A few months ago at the Leading Design Conference, I heard Margaret Lee give a talk on being a Reluctant Leader. Many, many, things from her talk resonated deeply with me. Most salient was when she spoke about Walt Disney’s Creative Strategy to lead as a triumvirate that includes The Dreamer, The Realist, and The Critic. It resonated mostly because I was able to directly connect that to one of the best partnership models I have had in my professional career to date. Although less than a year, the working collaboration between John Maeda (the Dreamer), myself (The Realist), and Alexis Lloyd (The Critic) at Automattic Design was just that. Through our natural styles, all ideas, plans, and actions were hashed out, thought through, and ahead of being either too reactive or not proactive enough.
Leading in Design is challenging. Leading in Design through change is ironically that much more so, as the foundation of Design is traditionally steeped in process and iteration. But no matter how you cut it, change is hard. Being led by a visionary, The Dreamer pushes the boundaries towards ideas outside of your purview. Signing on as a Realist often means you need to believe in that vision in order to find a way to make it a reality. Getting buy-in from all levels of an organization on that vision is much harder when they don’t have a clear line of sight into that future. As a DesignOps lead, my baseline mode of operation is to translate the Dreamer’s vision into a plan that can be executed. When establishing a DesignOps practice, keeping your eyes set on the executable plan is necessary, as the daily triage is a big part of beginning to understand the pain points and develop a plan for stabilization. However, too much time spent in triage purely focused on execution is not strategic. It is this balance of execution and strategy that will keep your work (and team) grounded. Without a roadmap that connects back to the overarching vision for the Design organization, your team won’t be able to have a clear understanding of where you intend to take them.

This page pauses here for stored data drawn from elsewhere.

//! # Wordle Solver
//!
//! Picks guesses for Wordle-style games by expected information gain.
//!
//! The [`matcher`] decides which words are consistent with a guess and its
//! feedback, handling repeated letters the way the game colors them. The
//! [`goodness`] estimator tries every feedback pattern a guess could receive
//! and averages the [`entropy`] of the split each one induces. The
//! [`Solver`] plays the best-scoring word each round and shrinks the
//! [`Vocabulary`] with the feedback it gets back.

pub mod config;
pub mod entropy;
pub mod error;
pub mod feedback;
pub mod goodness;
pub mod matcher;
pub mod solver;
pub mod vocabulary;
pub mod word;

pub use config::SolverConfig;
pub use entropy::entropy;
pub use error::{Error, Result};
pub use feedback::{Feedback, FeedbackPattern, ParseFeedbackError};
pub use goodness::{Estimator, GoodnessCalculator, KnownPositions};
pub use matcher::{count_matching, matching_words};
pub use solver::{Ranked, Solver};
pub use vocabulary::Vocabulary;
pub use word::Word;

/// Word length for standard Wordle
pub const DEFAULT_WORD_LENGTH: usize = 5;

/// Letters `a` through `z`.
pub const ALPHABET_SIZE: usize = 26;
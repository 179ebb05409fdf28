use rstest::rstest;
use wordle_solver::{Feedback, FeedbackPattern, ParseFeedbackError, Word};

fn word(s: &str) -> Word {
    Word::new(s).unwrap()
}

fn score(guess: &str, target: &str) -> FeedbackPattern {
    FeedbackPattern::score(&word(guess), &word(target)).unwrap()
}

#[test]
fn test_all_match() {
    let pattern = score("crane", "crane");
    assert!(pattern.is_solved());
    assert_eq!(pattern, FeedbackPattern::all_match(5));
}

#[test]
fn test_all_absent() {
    let pattern = score("quick", "dream");
    assert_eq!(pattern, FeedbackPattern::new(vec![Feedback::Absent; 5]));
    assert!(!pattern.is_solved());
}

#[rstest]
#[case::mixed("crane", "charm", "GYG--")]
#[case::duplicate_letters_in_guess("speed", "creep", "-YGG-")]
#[case::duplicate_letters_in_target("arose", "creep", "-G--Y")]
#[case::duplicate_guess_limited_target("geese", "creep", "-YG--")]
#[case::leftmost_copy_credited("sores", "those", "YY-Y-")]
#[case::only_one_copy_in_target("cca", "abc", "Y-Y")]
fn test_scoring(#[case] guess: &str, #[case] target: &str, #[case] expected: &str) {
    assert_eq!(score(guess, target).to_string(), expected);
}

#[test]
fn test_score_length_mismatch() {
    assert!(FeedbackPattern::score(&word("crane"), &word("cran")).is_err());
}

#[test]
fn test_pattern_parse() {
    let pattern = FeedbackPattern::parse("GY---", 5).unwrap();
    assert_eq!(
        &pattern[..],
        &[
            Feedback::Match,
            Feedback::Present,
            Feedback::Absent,
            Feedback::Absent,
            Feedback::Absent,
        ]
    );

    let lowercase = FeedbackPattern::parse("gy---", 5).unwrap();
    assert_eq!(pattern, lowercase);
}

#[test]
fn test_pattern_parse_invalid() {
    assert_eq!(
        FeedbackPattern::parse("GY---G", 5),
        Err(ParseFeedbackError::WrongLength {
            expected: 5,
            found: 6
        })
    );
    assert_eq!(
        FeedbackPattern::parse("GY--", 5),
        Err(ParseFeedbackError::WrongLength {
            expected: 5,
            found: 4
        })
    );
    assert_eq!(
        FeedbackPattern::parse("GYb--", 5),
        Err(ParseFeedbackError::InvalidSymbol('b'))
    );
}

#[test]
fn test_display_round_trips_through_parse() {
    let pattern = score("crane", "charm");
    assert_eq!(FeedbackPattern::parse(&pattern.to_string(), 5).unwrap(), pattern);
}

#[test]
fn test_emoji_display() {
    let pattern = FeedbackPattern::new(vec![
        Feedback::Match,
        Feedback::Present,
        Feedback::Absent,
        Feedback::Absent,
        Feedback::Match,
    ]);
    assert_eq!(pattern.to_emoji_string(), "🟩🟨⬛⬛🟩");
}
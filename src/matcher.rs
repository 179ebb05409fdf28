//! Finds the words that could have produced a feedback pattern.
//!
//! A pattern is read left to right while tallying, per letter, how many
//! occurrences the target is known to have and whether that count is final:
//!
//! - `Absent` freezes the letter's count at what has been credited so far.
//! - `Present` credits one more occurrence, unless the letter is already
//!   frozen. A `Present` after an `Absent` of the same letter is never what
//!   the game emits (it credits the leftmost copies first), so such a
//!   pattern matches nothing.
//! - `Match` always credits one more occurrence.
//!
//! Letter counts are checked before positions, since the per-position
//! exclusions alone would wrongly reject words with repeated letters.

use crate::error::{Error, Result};
use crate::feedback::Feedback;
use crate::word::{letter_index, Word};
use crate::ALPHABET_SIZE;

/// How many times a letter must occur in the target.
#[derive(Debug, Clone, Copy, PartialEq, Eq)]
enum Occurrence {
    AtLeast(usize),
    Exactly(usize),
}

/// The restrictions a guess and its feedback place on the target word.
#[derive(Debug, Clone)]
pub struct Constraints {
    letters: Vec<(usize, Occurrence)>,
    positions: Vec<(usize, u8, bool)>,
}

impl Constraints {
    /// Compile a guess and pattern.
    ///
    /// Returns `Ok(None)` when the pattern is not in canonical form and so
    /// can match no word.
    pub fn compile(guess: &Word, pattern: &[Feedback]) -> Result<Option<Self>> {
        if guess.len() != pattern.len() {
            return Err(Error::InvalidArgument(format!(
                "guess {guess} has {} letters but the pattern has {} colors",
                guess.len(),
                pattern.len()
            )));
        }

        let mut occurrence = [0usize; ALPHABET_SIZE];
        let mut frozen = [false; ALPHABET_SIZE];
        for (&letter, &feedback) in guess.as_bytes().iter().zip(pattern) {
            let idx = letter_index(letter);
            match feedback {
                Feedback::Absent => frozen[idx] = true,
                Feedback::Present if frozen[idx] => return Ok(None),
                Feedback::Present | Feedback::Match => occurrence[idx] += 1,
            }
        }

        let letters = (0..ALPHABET_SIZE)
            .filter_map(|idx| match (occurrence[idx], frozen[idx]) {
                (0, false) => None,
                (n, true) => Some((idx, Occurrence::Exactly(n))),
                (n, false) => Some((idx, Occurrence::AtLeast(n))),
            })
            .collect();

        let positions = guess
            .as_bytes()
            .iter()
            .zip(pattern)
            .enumerate()
            .map(|(i, (&letter, &feedback))| (i, letter, feedback == Feedback::Match))
            .collect();

        Ok(Some(Self { letters, positions }))
    }

    /// Whether `word` could be the target.
    pub fn admits(&self, word: &Word) -> bool {
        let counts_fit = self.letters.iter().all(|&(idx, occurrence)| {
            let count = word.count_by_index(idx);
            match occurrence {
                Occurrence::Exactly(n) => count == n,
                Occurrence::AtLeast(n) => count >= n,
            }
        });
        counts_fit
            && self
                .positions
                .iter()
                .all(|&(i, letter, must_match)| (word.letter_at(i) == Some(letter)) == must_match)
    }
}

/// The words in `pool` for which playing `guess` yields `pattern`.
///
/// Pool order is preserved. An impossible pattern yields an empty list.
pub fn matching_words<'a, I>(guess: &Word, pattern: &[Feedback], pool: I) -> Result<Vec<Word>>
where
    I: IntoIterator<Item = &'a Word>,
{
    Ok(match Constraints::compile(guess, pattern)? {
        Some(constraints) => pool
            .into_iter()
            .filter(|word| constraints.admits(word))
            .cloned()
            .collect(),
        None => Vec::new(),
    })
}

/// Like [`matching_words`], but only counts.
pub fn count_matching<'a, I>(guess: &Word, pattern: &[Feedback], pool: I) -> Result<usize>
where
    I: IntoIterator<Item = &'a Word>,
{
    Ok(match Constraints::compile(guess, pattern)? {
        Some(constraints) => pool
            .into_iter()
            .filter(|word| constraints.admits(word))
            .count(),
        None => 0,
    })
}

#[cfg(test)]
mod tests {
    use super::*;
    use crate::feedback::Feedback::{Absent, Match, Present};

    #[test]
    fn present_after_absent_is_not_canonical() {
        let guess = Word::new("cca").unwrap();
        assert!(Constraints::compile(&guess, &[Absent, Present, Present])
            .unwrap()
            .is_none());
        assert!(Constraints::compile(&guess, &[Present, Absent, Present])
            .unwrap()
            .is_some());
    }

    #[test]
    fn match_after_absent_sets_exact_count() {
        let guess = Word::new("bba").unwrap();
        let constraints = Constraints::compile(&guess, &[Absent, Match, Present])
            .unwrap()
            .unwrap();
        assert!(constraints
            .letters
            .contains(&(letter_index(b'b'), Occurrence::Exactly(1))));
        assert!(constraints
            .letters
            .contains(&(letter_index(b'a'), Occurrence::AtLeast(1))));
    }
}
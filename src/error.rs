//! Errors surfaced by the solver library.

use thiserror::Error;

/// Everything the library can fail with.
///
/// An impossible feedback pattern is not an error: it simply matches no words.
#[derive(Debug, Error)]
pub enum Error {
    /// Lengths of a guess, a pattern, or known positions disagree.
    #[error("invalid argument: {0}")]
    InvalidArgument(String),

    #[error("not a word: {0:?}")]
    InvalidWord(String),

    /// No word is consistent with the feedback recorded so far.
    #[error("no words remain that are consistent with the feedback")]
    VocabularyExhausted,

    #[error("all {0} rounds have been played")]
    RoundsExhausted(usize),

    #[error("invalid configuration: {0}")]
    InvalidConfig(String),

    #[error(transparent)]
    Io(#[from] std::io::Error),
}

pub type Result<T, E = Error> = std::result::Result<T, E>;
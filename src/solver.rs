//! Round-by-round guess selection.
//!
//! Each round the solver scores every word still in the vocabulary with an
//! [`Estimator`] and plays the best one. The game's feedback then shrinks the
//! vocabulary to the words consistent with it, and the next round begins.

use std::collections::HashSet;
use std::time::Instant;

use log::{debug, info, warn};
use rayon::prelude::*;

use crate::config::SolverConfig;
use crate::error::{Error, Result};
use crate::feedback::FeedbackPattern;
use crate::goodness::{Estimator, GoodnessCalculator, KnownPositions};
use crate::matcher::matching_words;
use crate::vocabulary::Vocabulary;
use crate::word::Word;

/// A candidate guess with its score.
#[derive(Debug, Clone, PartialEq)]
pub struct Ranked {
    pub word: Word,
    pub goodness: f64,
}

/// The solver for one game.
#[derive(Debug, Clone)]
pub struct Solver<E = GoodnessCalculator> {
    config: SolverConfig,
    initial: Vocabulary,
    vocabulary: Vocabulary,
    known: KnownPositions,
    estimator: E,
    rounds_played: usize,
}

impl Solver<GoodnessCalculator> {
    pub fn new(config: SolverConfig, vocabulary: Vocabulary) -> Result<Self> {
        Self::with_estimator(config, vocabulary, GoodnessCalculator::new())
    }
}

impl<E: Estimator> Solver<E> {
    pub fn with_estimator(config: SolverConfig, vocabulary: Vocabulary, estimator: E) -> Result<Self> {
        config.validate()?;
        if vocabulary.word_length() != config.word_length {
            return Err(Error::InvalidArgument(format!(
                "vocabulary has {}-letter words but the solver is configured for {}",
                vocabulary.word_length(),
                config.word_length
            )));
        }
        Ok(Self {
            known: KnownPositions::none(config.word_length),
            initial: vocabulary.clone(),
            vocabulary,
            config,
            estimator,
            rounds_played: 0,
        })
    }

    pub fn config(&self) -> &SolverConfig {
        &self.config
    }

    pub fn vocabulary(&self) -> &Vocabulary {
        &self.vocabulary
    }

    pub fn remaining_count(&self) -> usize {
        self.vocabulary.len()
    }

    /// Rounds whose feedback has been applied.
    pub fn rounds_played(&self) -> usize {
        self.rounds_played
    }

    pub fn known_positions(&self) -> &KnownPositions {
        &self.known
    }

    /// Start a new game over the full vocabulary.
    pub fn reset(&mut self) {
        self.vocabulary = self.initial.clone();
        self.known = KnownPositions::none(self.config.word_length);
        self.rounds_played = 0;
    }

    /// True iff every symbol is `Match`.
    pub fn is_solved(&self, feedback: &FeedbackPattern) -> bool {
        feedback.is_solved()
    }

    /// The best opening guess.
    pub fn first_guess(&self) -> Result<Word> {
        self.pick()
    }

    /// Apply the feedback for `previous_guess`, then pick the next guess.
    pub fn next_guess(&mut self, previous_guess: &Word, feedback: &FeedbackPattern) -> Result<Word> {
        self.apply_feedback(previous_guess, feedback)?;
        if self.rounds_played >= self.config.max_rounds {
            return Err(Error::RoundsExhausted(self.config.max_rounds));
        }
        self.pick()
    }

    /// Shrink the vocabulary to the words consistent with `feedback`.
    pub fn apply_feedback(&mut self, guess: &Word, feedback: &FeedbackPattern) -> Result<()> {
        if guess.len() != self.config.word_length {
            return Err(Error::InvalidArgument(format!(
                "guess {guess} does not have {} letters",
                self.config.word_length
            )));
        }

        let keep: HashSet<Word> = matching_words(guess, feedback, &self.vocabulary)?
            .into_iter()
            .collect();
        self.known.merge(feedback)?;
        self.vocabulary.intersect(&keep);
        self.rounds_played += 1;

        info!(
            "round {}: {guess} {feedback}, {} word(s) remaining",
            self.rounds_played,
            self.vocabulary.len()
        );
        if self.vocabulary.len() <= 10 {
            debug!("remaining: {:?}", self.vocabulary.words());
        }

        if self.vocabulary.is_empty() {
            warn!("feedback {feedback} for {guess} left no candidate words");
            return Err(Error::VocabularyExhausted);
        }
        Ok(())
    }

    /// Goodness of every word in the vocabulary, in vocabulary order.
    pub fn scores(&self) -> Result<Vec<f64>> {
        let pool = self.vocabulary.words();
        let started = Instant::now();
        let scores = if self.config.parallel {
            pool.par_iter()
                .map(|guess| self.estimator.goodness(guess, &self.known, pool))
                .collect::<Result<Vec<_>>>()?
        } else {
            pool.iter()
                .map(|guess| self.estimator.goodness(guess, &self.known, pool))
                .collect::<Result<Vec<_>>>()?
        };
        debug!(
            "scored {} candidates with {} pinned position(s) in {:.2?}",
            pool.len(),
            self.known.pinned_count(),
            started.elapsed()
        );
        Ok(scores)
    }

    /// The word with the highest goodness; the first one wins ties.
    ///
    /// With a single word left it is returned without scoring anything.
    pub fn pick(&self) -> Result<Word> {
        match self.vocabulary.words() {
            [] => Err(Error::VocabularyExhausted),
            [only] => Ok(only.clone()),
            words => {
                let scores = self.scores()?;
                let mut best = 0;
                for (i, &score) in scores.iter().enumerate() {
                    if score > scores[best] {
                        best = i;
                    }
                }
                info!("best guess {} scores {:.4} bits", words[best], scores[best]);
                Ok(words[best].clone())
            }
        }
    }

    /// The `n` best guesses, highest goodness first.
    pub fn rank(&self, n: usize) -> Result<Vec<Ranked>> {
        let words = self.vocabulary.words();
        if words.len() == 1 {
            let mut ranked = vec![Ranked {
                word: words[0].clone(),
                goodness: 0.0,
            }];
            ranked.truncate(n);
            return Ok(ranked);
        }

        let mut ranked: Vec<Ranked> = words
            .iter()
            .cloned()
            .zip(self.scores()?)
            .map(|(word, goodness)| Ranked { word, goodness })
            .collect();
        ranked.sort_by(|a, b| {
            b.goodness
                .partial_cmp(&a.goodness)
                .unwrap_or(std::cmp::Ordering::Equal)
        });
        ranked.truncate(n);
        Ok(ranked)
    }

    /// Play a whole game, asking `get_feedback` for the result of each guess.
    ///
    /// Stops when a guess is solved or the round budget is spent. Returns the
    /// guesses made with their feedback.
    pub fn solve_with_feedback<F>(&mut self, mut get_feedback: F) -> Result<Vec<(Word, FeedbackPattern)>>
    where
        F: FnMut(&Word) -> Result<FeedbackPattern>,
    {
        let mut guesses = Vec::new();
        let mut guess = self.pick()?;

        loop {
            let pattern = get_feedback(&guess)?;
            let solved = pattern.is_solved();
            guesses.push((guess.clone(), pattern.clone()));

            if solved || guesses.len() >= self.config.max_rounds {
                break;
            }

            guess = self.next_guess(&guess, &pattern)?;
        }

        Ok(guesses)
    }

    /// Solve a puzzle knowing the target word (for testing/benchmarking)
    pub fn solve_for_target(&mut self, target: &Word) -> Result<Vec<(Word, FeedbackPattern)>> {
        self.solve_with_feedback(|guess| FeedbackPattern::score(guess, target))
    }
}
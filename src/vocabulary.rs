//! The set of words still in play.

use std::collections::HashSet;
use std::fs::File;
use std::io::{BufRead, BufReader};
use std::path::Path;

use log::{debug, info};

use crate::error::{Error, Result};
use crate::word::Word;

/// Unique words of one fixed length, iterated in insertion order.
///
/// A vocabulary never grows after it is built; it only shrinks through
/// [`intersect`](Vocabulary::intersect).
#[derive(Debug, Clone)]
pub struct Vocabulary {
    word_length: usize,
    words: Vec<Word>,
}

impl Vocabulary {
    /// Build a vocabulary, dropping duplicates after their first occurrence.
    ///
    /// Every word must have `word_length` letters.
    pub fn new<I>(word_length: usize, words: I) -> Result<Self>
    where
        I: IntoIterator<Item = Word>,
    {
        let mut seen = HashSet::new();
        let mut kept = Vec::new();
        for word in words {
            if word.len() != word_length {
                return Err(Error::InvalidArgument(format!(
                    "{word} does not have {word_length} letters"
                )));
            }
            if seen.insert(word.clone()) {
                kept.push(word);
            }
        }
        Ok(Self {
            word_length,
            words: kept,
        })
    }

    /// Convenience constructor from string slices.
    pub fn from_strs<I, S>(word_length: usize, words: I) -> Result<Self>
    where
        I: IntoIterator<Item = S>,
        S: AsRef<str>,
    {
        let words = words
            .into_iter()
            .map(|w| Word::new(w.as_ref()))
            .collect::<Result<Vec<_>>>()?;
        Self::new(word_length, words)
    }

    /// Read one word per line, keeping only lines that pass [`is_playable`].
    ///
    /// Lines that are not valid UTF-8 are skipped.
    pub fn from_reader<R: BufRead>(word_length: usize, reader: R) -> Result<Self> {
        let mut words = Vec::new();
        let mut skipped = 0usize;
        for (number, raw) in reader.split(b'\n').enumerate() {
            let raw = raw?;
            let line = match std::str::from_utf8(&raw) {
                Ok(line) => line.trim(),
                Err(_) => {
                    debug!("skipping line {} of the dictionary: not UTF-8", number + 1);
                    skipped += 1;
                    continue;
                }
            };
            if line.is_empty() {
                continue;
            }
            if !is_playable(line, word_length) {
                skipped += 1;
                continue;
            }
            words.push(Word::new(line)?);
        }
        debug!("skipped {skipped} unplayable dictionary entries");
        let vocabulary = Self::new(word_length, words)?;
        info!(
            "vocabulary has {} {}-letter words",
            vocabulary.len(),
            word_length
        );
        Ok(vocabulary)
    }

    pub fn load(word_length: usize, path: impl AsRef<Path>) -> Result<Self> {
        let file = File::open(path.as_ref())?;
        Self::from_reader(word_length, BufReader::new(file))
    }

    pub fn word_length(&self) -> usize {
        self.word_length
    }

    pub fn len(&self) -> usize {
        self.words.len()
    }

    pub fn is_empty(&self) -> bool {
        self.words.is_empty()
    }

    /// The words in insertion order.
    pub fn words(&self) -> &[Word] {
        &self.words
    }

    pub fn iter(&self) -> std::slice::Iter<'_, Word> {
        self.words.iter()
    }

    pub fn contains(&self, word: &Word) -> bool {
        self.words.contains(word)
    }

    /// Keep only the words that are also in `keep`, preserving order.
    pub fn intersect(&mut self, keep: &HashSet<Word>) {
        self.words.retain(|word| keep.contains(word));
    }
}

impl<'a> IntoIterator for &'a Vocabulary {
    type Item = &'a Word;
    type IntoIter = std::slice::Iter<'a, Word>;

    fn into_iter(self) -> Self::IntoIter {
        self.words.iter()
    }
}

/// Whether a raw dictionary entry is a playable word of `word_length` letters.
///
/// Proper nouns (leading capital) and anything with punctuation, such as
/// possessives, are rejected.
pub fn is_playable(entry: &str, word_length: usize) -> bool {
    entry.len() == word_length
        && entry.bytes().all(|b| b.is_ascii_alphabetic())
        && !entry.starts_with(|c: char| c.is_ascii_uppercase())
}
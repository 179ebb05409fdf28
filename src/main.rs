//! Wordle Solver CLI
//!
//! Interactive command-line interface for the entropy-driven solver.

use std::io::{self, BufRead, Write};
use std::path::PathBuf;
use std::sync::atomic::{AtomicBool, Ordering};
use std::sync::Arc;
use std::thread::{self, JoinHandle};
use std::time::Duration;

use anyhow::{bail, Context, Result};
use clap::{Parser, Subcommand};
use log::LevelFilter;
use wordle_solver::{Error, FeedbackPattern, Solver, SolverConfig, Vocabulary, Word};

const BANNER_TEXT: &str = include_str!("text/banner.txt");

#[derive(Parser)]
#[command(name = "wordle-solver", version, about = "Picks near-optimal Wordle guesses")]
struct Cli {
    /// Word list, one word per line
    #[arg(long, default_value = "/usr/share/dict/words")]
    dictionary: PathBuf,

    #[arg(long, default_value_t = wordle_solver::DEFAULT_WORD_LENGTH)]
    word_length: usize,

    #[arg(long, default_value_t = wordle_solver::config::DEFAULT_MAX_ROUNDS)]
    rounds: usize,

    /// Worker threads for scoring (defaults to one per core)
    #[arg(long)]
    threads: Option<usize>,

    /// Score candidates on the current thread only
    #[arg(long)]
    sequential: bool,

    #[arg(short, long)]
    verbose: bool,

    #[command(subcommand)]
    command: Option<Command>,
}

#[derive(Subcommand)]
enum Command {
    /// Play interactively, entering the game's colors each round
    Play,
    /// Let the solver play against a known target
    Solve { target: String },
    /// Print the best opening guesses
    Suggest {
        #[arg(long, default_value_t = 1)]
        top: usize,
    },
}

struct Spinner {
    running: Arc<AtomicBool>,
    handle: Option<JoinHandle<()>>,
}

impl Spinner {
    fn new(message: &'static str) -> Self {
        let running = Arc::new(AtomicBool::new(true));
        let running_clone = running.clone();
        let handle = thread::spawn(move || {
            let frames = ['⠋', '⠙', '⠹', '⠸', '⠼', '⠴', '⠦', '⠧', '⠇', '⠏'];
            let mut i = 0;
            let mut stdout = io::stdout();
            while running_clone.load(Ordering::Relaxed) {
                let _ = write!(stdout, "\r{} {}", frames[i % frames.len()], message);
                let _ = stdout.flush();
                thread::sleep(Duration::from_millis(80));
                i += 1;
            }
            let _ = write!(stdout, "\r{}\r", " ".repeat(message.len() + 3));
            let _ = stdout.flush();
        });
        Self {
            running,
            handle: Some(handle),
        }
    }
}

impl Drop for Spinner {
    fn drop(&mut self) {
        self.running.store(false, Ordering::Relaxed);
        if let Some(handle) = self.handle.take() {
            let _ = handle.join();
        }
    }
}

struct Prompt {
    lines: io::Lines<io::StdinLock<'static>>,
}

impl Prompt {
    fn new() -> Self {
        Self {
            lines: io::stdin().lock().lines(),
        }
    }

    fn ask(&mut self) -> Result<String> {
        print!("> ");
        io::stdout().flush()?;
        match self.lines.next() {
            Some(line) => Ok(line.context("reading from stdin")?.trim().to_string()),
            None => bail!("input closed"),
        }
    }
}

fn first_guess(solver: &Solver, prompt: &mut Prompt) -> Result<Word> {
    println!("Do you want me to choose an optimal first word? This may take several minutes. (Y/N)");
    println!("    (the optimal word is the same every time for a given dictionary, so skip this if you know it)");
    if prompt.ask()?.eq_ignore_ascii_case("y") {
        let spinner = Spinner::new("Calculating first word...");
        let guess = solver.first_guess();
        drop(spinner);
        return Ok(guess?);
    }

    loop {
        println!("Enter your starting word");
        let entry = prompt.ask()?;
        match Word::new(&entry) {
            Ok(word) if solver.vocabulary().contains(&word) => return Ok(word),
            _ => println!("Invalid word."),
        }
    }
}

fn ask_feedback(guess: &Word, word_length: usize, prompt: &mut Prompt) -> Result<FeedbackPattern> {
    println!("Enter the word '{guess}' into the game and tell me the color result");
    println!("Use 'G' for green, 'Y' for yellow, and '-' for gray, with no spaces in between");
    println!("Example: {}", "--Y-G".chars().cycle().take(word_length).collect::<String>());

    loop {
        match FeedbackPattern::parse(&prompt.ask()?, word_length) {
            Ok(pattern) => return Ok(pattern),
            Err(e) => println!("Sorry, {e}. Please enter the color output again."),
        }
    }
}

fn play(mut solver: Solver) -> Result<()> {
    for line in BANNER_TEXT.lines() {
        println!("{}", line);
    }
    println!(
        "Dictionary has {} {}-letter words",
        solver.remaining_count(),
        solver.config().word_length
    );

    let word_length = solver.config().word_length;
    let mut prompt = Prompt::new();
    let mut guess = first_guess(&solver, &mut prompt)?;

    loop {
        let pattern = ask_feedback(&guess, word_length, &mut prompt)?;
        if solver.is_solved(&pattern) {
            println!("{}", pattern.to_emoji_string());
            println!("Nicely done!");
            return Ok(());
        }

        match solver.next_guess(&guess, &pattern) {
            Ok(next) => {
                println!("There are {} word(s) remaining", solver.remaining_count());
                if solver.remaining_count() <= 10 {
                    println!("    {:?}", solver.vocabulary().words());
                }
                guess = next;
            }
            Err(Error::RoundsExhausted(_)) => {
                println!("Better luck next time :(");
                return Ok(());
            }
            Err(Error::VocabularyExhausted) => {
                println!("Something went wrong. I could not solve this puzzle.");
                println!("No word matches the colors entered so far; one of them may have been mistyped.");
                return Ok(());
            }
            Err(e) => return Err(e.into()),
        }
    }
}

fn solve(mut solver: Solver, target: &str) -> Result<()> {
    let target = Word::new(target)?;
    if target.len() != solver.config().word_length {
        bail!("Word must be {} letters.", solver.config().word_length);
    }

    println!("Solving for: {}", target.as_str().to_uppercase());
    println!();

    let spinner = Spinner::new("Solving...");
    let guesses = solver.solve_for_target(&target);
    drop(spinner);

    let guesses = match guesses {
        Ok(guesses) => guesses,
        Err(Error::VocabularyExhausted) => bail!("{target} is not in the dictionary"),
        Err(e) => return Err(e.into()),
    };

    for (i, (guess, pattern)) in guesses.iter().enumerate() {
        println!(
            "Guess {}: {} → {}",
            i + 1,
            guess.as_str().to_uppercase(),
            pattern.to_emoji_string()
        );
    }

    println!();
    match guesses.last() {
        Some((_, pattern)) if pattern.is_solved() => {
            println!("Solved in {} guesses.", guesses.len())
        }
        _ => println!("Failed to solve within {} guesses.", solver.config().max_rounds),
    }
    Ok(())
}

fn suggest(solver: Solver, top: usize) -> Result<()> {
    let spinner = Spinner::new("Computing...");
    let ranked = solver.rank(top.max(1));
    drop(spinner);

    let ranked = ranked?;
    println!("{:>4} {:>8} {:>10}", "#", "Word", "Goodness");
    println!("{}", "-".repeat(24));
    for (i, candidate) in ranked.iter().enumerate() {
        println!(
            "{:>4} {:>8} {:>10.4}",
            i + 1,
            candidate.word.as_str().to_uppercase(),
            candidate.goodness
        );
    }
    Ok(())
}

fn main() -> Result<()> {
    let cli = Cli::parse();

    env_logger::Builder::new()
        .filter_level(if cli.verbose {
            LevelFilter::Info
        } else {
            LevelFilter::Warn
        })
        .parse_default_env()
        .init();

    if let Some(threads) = cli.threads {
        rayon::ThreadPoolBuilder::new()
            .num_threads(threads)
            .build_global()
            .context("configuring the worker pool")?;
    }

    let config = SolverConfig::default()
        .with_word_length(cli.word_length)
        .with_max_rounds(cli.rounds)
        .with_parallel(!cli.sequential);
    config.validate()?;

    let vocabulary = Vocabulary::load(config.word_length, &cli.dictionary)
        .with_context(|| format!("loading dictionary {}", cli.dictionary.display()))?;
    if vocabulary.is_empty() {
        bail!(
            "{} has no {}-letter words",
            cli.dictionary.display(),
            config.word_length
        );
    }
    let solver = Solver::new(config, vocabulary)?;

    match cli.command.unwrap_or(Command::Play) {
        Command::Play => play(solver),
        Command::Solve { target } => solve(solver, &target),
        Command::Suggest { top } => suggest(solver, top),
    }
}

#[cfg(test)]
mod tests {
    use super::*;

    #[test]
    fn dropping_spinner_waits_for_its_thread() {
        let spinner = Spinner::new("Working...");
        let running = spinner.running.clone();
        drop(spinner);
        assert!(!running.load(Ordering::Relaxed));
        // the thread's clone is released only once it has exited
        assert_eq!(Arc::strong_count(&running), 1);
    }
}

Two pieces most design organizations have buy-in on is first a leader (The Dreamer), and then someone to help operationalize (The Realist). What became clear to me through this working partnership was the fundamental need for The Critic. The Critic consistently asks, “what problem are we trying to solve and why?” as a way to help balance between dreams and tactics. In this piece, I wrote about the value of partnership as a yin-yang balance. How in these partnerships, we gain velocity towards a common goal. What I learned is that it’s not just the right balance of two or three people, but the balance of the kinds of roles those people play in partnering. The trust and respect they instill in one another to play that role, challenging assumptions, and the openness to being wrong.
Our usual MO is to listen to fix or listen to win. In the former, we are being efficient — diagnosing a situation to quickly solve a problem. In the latter, we may be set in getting our way, convinced of our rationale and rectitude. In listening to learn, however, we remain open and curious, setting aside preconceived notions and assumptions to gain new perspectives. – Margaret Lee
Design often becomes a victim of its success, forgetting the fundamentals of what it means to practice Human-Centered Design. Those examples in practice are set from the top. From the shape the leadership team takes, to the form, to the day-to-day. We can (and should) continue to influence that, but also need to influence healthy behaviors in relationship patterns to remain human-centered in how we lead, change, and grow.